2.3. Screening of the S. cerevisiae Σ1278b Bank of Mutants

Mutants were prepared by growing them individually overnight in rich medium YEPD broth + G418 Sulfate, in 96-well plates for minimizing population bias due to differences in growth fitness that in bulk culture would place slower growing clones at a disadvantage. A copy of the mutants was resuspended in YEPD+20% glycerol, and stored in 200-µL aliquots at −70 °C. This stored copy served as a reference plate to prepare precultures for experiments. Mutants in in 96-well plates were served as inocula for screening of resistance to the antimicrobial activity of citral by incubating them for 24–48 h till growth appearance. The following reagents were mixed and filled with a volume of around 25 mL in Petri plates: 0.1% of DMSO, YEPD agar, in addition to the appropriate concentration of citral (MIC). Once the prepared mixture was solidified on petri plates, the replication from the liquid preculture mutants (kept at 30 °C for 24 h) was performed by using a 48-pin replicator (Figure 2). Each plate containing the mutants was repeated twice and incubated at 30 °C for 24–48 h.

2.4. In Silico Analyses

The Saccharomyces Genome Database (SGD) (http://www.yeastgenome.org/ (accessed on 12 January 2024)) and https://go.princeton.edu/ (accessed on 12 January 2024), the primary literature was consulted on an on-going basis to rationalize potential gene functions based on known protein partners, gene expression profiles, subcellular localization, synthetic lethal and other interactions, and any other relevant experimental observations. SGD GO Slim Mapper (https://www.yeastgenome.org/goSlimMapper (accessed on 12 January 2024)), gprofiler (https://biit.cs.ut.ee/gprofiler/gost (accessed on 13 January 2024)) and Gene Ontology (GO) Term Finder (https://www.yeastgenome.org/goTermFinder (accessed on 12 January 2024)) were used to set relations between deleted genes.

3. Results and Discussion

Growth of S. cerevisiae Σ1278b in the presence of different concentrations of citral was firstly carried out to assess the suitability of this strains as a model-strain to study the mechanisms of action of citral in yeast.

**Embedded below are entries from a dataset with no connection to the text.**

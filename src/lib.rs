pub mod api;
pub mod app;
pub mod config;
pub mod models;
pub mod router;
pub mod session;
pub mod ui;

Interestingly, the here-identified MIC of citral against Σ1278b (0.5 μL/mL) was identical to that already described in the literature against other yeast strains [17]. Subsequently, the complete library of Σ1278b haploid mutants deleted in 4019 non-essential genes was screened by using the MIC of citral determined on the wild-type strain. Systematic phenotypic and genetic analysis with the deletion mutant collection has proven highly useful because it allows thorough examination of mutations in each gene for specific phenotypes [37]. Thus, analyzing the resistance or sensitivity of the mutants toward the citral could lead to an understanding of the mechanisms or pathways behind citral action on yeast. Among the tested 4019 mutants, 509 proved to be resistant to citral (Table S1). To identify molecular functions, biological processes or cellular localizations common to the identified mutants, the list of the genes deleted in the resistant mutants was analyzed by using the Gene Ontology (GO) “TermFinder” and “Slim Mapper” as implemented in the Saccharomyces Genome Database website [39]. GO TermFinder is used to significantly identify highly enriched annotations among genes in major subclusters, while GO Slim Mapper maps granular annotations to high-level parent GO Slim terms. Figure 3 and

Table 1. Term name of cellular components (CC), biological processes (BP) and molecular functions (MF).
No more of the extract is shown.